Mitch Daniels gave the CPAC conference its most powerful and intelligent speech. The speech has been praised by many people for many reasons. I want to single out just one sentence.
Upward mobility from the bottom is the crux of the American promise, and the stagnation of the middle class is in fact becoming a problem, on any fair reading of the facts.
Those are important and welcome words.
Welcome first, because they are words based on fact, not myth. Compare them for example to Marco Rubio’s words at CPAC last year. Rubio praised the United States as:
the only place in the world where it doesn’t matter who your parents were or where you came from …. the only economy in the world where poor people with a better idea and a strong work ethic can compete and succeed against rich people in the marketplace and competition.
Rubio’s words repeat a story we like to tell ourselves, but that happens not to be true. Daniels’ words call us to face things as they are.
Daniels’ words are welcome, second, because they imply an agenda fully as important as the deficit and the debt. If mobility is the crux of the American promise – and if that promise is not being fulfilled – then something must be done, right? We can puzzle together over what that something might be. But at least we’ll be engaging the most important problems of American society.
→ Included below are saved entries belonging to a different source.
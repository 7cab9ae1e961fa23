//! Column projection: fields onto physical data columns.
//!
//! A field whose format code carries a repeat count owns several physical
//! columns: `CON` declared as `30F10.5` fills `CON[0]` through `CON[29]`.
//! This module derives the ordered column layout of a record type and
//! keeps the field/column mapping bidirectional, so data-table columns
//! can always be traced back to their definition-file field.

use std::collections::HashMap;
use std::sync::LazyLock;

use regex::Regex;
use serde::{Deserialize, Serialize};

use crate::dfn::catalogue::RecordType;
use crate::error::{GdfError, Result};
use crate::format::{FieldKind, FormatCode};

static INDEXED_COLUMN: LazyLock<Regex> =
    LazyLock::new(|| Regex::new(r"\[\d+\]$").expect("indexed column pattern"));

/// Column name for one slot of a multi-valued field.
fn slot_name(field: &str, slot: usize) -> String {
    format!("{field}[{slot}]")
}

/// Ordered column layout for one record type, with field↔column lookup.
///
/// Derived on demand from the catalogue and never stored on it, so a
/// duplicate-name repair automatically invalidates old layouts.
#[derive(Debug, Clone, Default)]
pub struct ColumnMapping {
    names: Vec<String>,
    name_to_index: HashMap<String, usize>,
    field_to_columns: HashMap<String, Vec<String>>,
    column_to_field: HashMap<String, String>,
}

impl ColumnMapping {
    pub fn for_record_type(record: &RecordType) -> Self {
        let mut mapping = Self::default();
        for field in &record.fields {
            if field.repeat == 1 {
                mapping.insert(field.name.clone(), &field.name);
            } else {
                for slot in 0..field.repeat {
                    mapping.insert(slot_name(&field.name, slot), &field.name);
                }
            }
        }
        mapping
    }

    fn insert(&mut self, column: String, field: &str) {
        self.name_to_index.insert(column.clone(), self.names.len());
        self.column_to_field.insert(column.clone(), field.to_string());
        self.field_to_columns
            .entry(field.to_string())
            .or_default()
            .push(column.clone());
        self.names.push(column);
    }

    /// Column names in physical order.
    pub fn names(&self) -> &[String] {
        &self.names
    }

    pub fn len(&self) -> usize {
        self.names.len()
    }

    pub fn is_empty(&self) -> bool {
        self.names.is_empty()
    }

    /// Position of a column in the physical layout.
    pub fn get_index(&self, column: &str) -> Option<usize> {
        self.name_to_index.get(column).copied()
    }

    pub fn has_column(&self, column: &str) -> bool {
        self.name_to_index.contains_key(column)
    }

    /// Expand a field name into its physical column names.
    ///
    /// A name already in `name[i]` form resolves to itself. Unknown names
    /// are a lookup error, never a silent empty result.
    pub fn field_columns(&self, name: &str) -> Result<Vec<String>> {
        if let Some(columns) = self.field_to_columns.get(name) {
            Ok(columns.clone())
        } else if self.name_to_index.contains_key(name) {
            Ok(vec![name.to_string()])
        } else {
            Err(GdfError::FieldNotFound {
                name: name.to_string(),
            })
        }
    }

    /// Owning field for a column name: exact match on an emitted column,
    /// or a `name[i]` pattern traced back to its bare field name.
    pub fn field_for_column(&self, column: &str) -> Option<&str> {
        if let Some(field) = self.column_to_field.get(column) {
            return Some(field.as_str());
        }
        let bare = INDEXED_COLUMN.replace(column, "");
        self.field_to_columns
            .get_key_value(bare.as_ref())
            .map(|(name, _)| name.as_str())
    }

    /// Expand a mixed selection of field and column names in place,
    /// preserving order and dropping repeats.
    pub fn expand_selection(&self, selection: &[&str]) -> Result<Vec<String>> {
        let mut expanded = Vec::new();
        for name in selection {
            for column in self.field_columns(name)? {
                if !expanded.contains(&column) {
                    expanded.push(column);
                }
            }
        }
        Ok(expanded)
    }
}

/// Fully-resolved definition of one physical column.
#[derive(Debug, Clone, PartialEq, Serialize, Deserialize)]
pub struct ColumnDef {
    pub name: String,
    pub unit: Option<String>,
    pub null_value: Option<String>,
    pub width: Option<u32>,
    /// Format code for a single value, repeat prefix stripped.
    pub column_format: String,
    pub kind: Option<FieldKind>,
    pub field_name: String,
    pub field_format: String,
    pub field_long_name: Option<String>,
    pub field_comment: Option<String>,
    pub field_repeat: usize,
}

/// Per-column projections of every field in a record type, in physical
/// order.
pub fn column_definitions(record: &RecordType) -> Vec<ColumnDef> {
    let mut definitions = Vec::new();
    for field in &record.fields {
        let column_format = FormatCode::parse(&field.format)
            .map(|code| code.column_format())
            .unwrap_or_else(|_| field.format.clone());
        let columns: Vec<String> = if field.repeat == 1 {
            vec![field.name.clone()]
        } else {
            (0..field.repeat)
                .map(|slot| slot_name(&field.name, slot))
                .collect()
        };
        for name in columns {
            definitions.push(ColumnDef {
                name,
                unit: field.unit.clone(),
                null_value: field.null_value.clone(),
                width: field.width,
                column_format: column_format.clone(),
                kind: field.kind,
                field_name: field.name.clone(),
                field_format: field.format.clone(),
                field_long_name: field.long_name.clone(),
                field_comment: field.comment.clone(),
                field_repeat: field.repeat,
            });
        }
    }
    definitions
}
Daniels’ words are important, finally, because they take us inside the head of a man who is really thinking. A lot of the speeches at CPAC – at any political meeting, left or right – are attempts to reflect back to the audience what they believed when they entered the room. Daniels was not trying to guess what his audience wanted to hear. He was telling the audience what he believed it needed to hear. That’s leadership too, intellectual leadership. Conservatives have missed it too long. The governor of Indiana this weekend brought it back.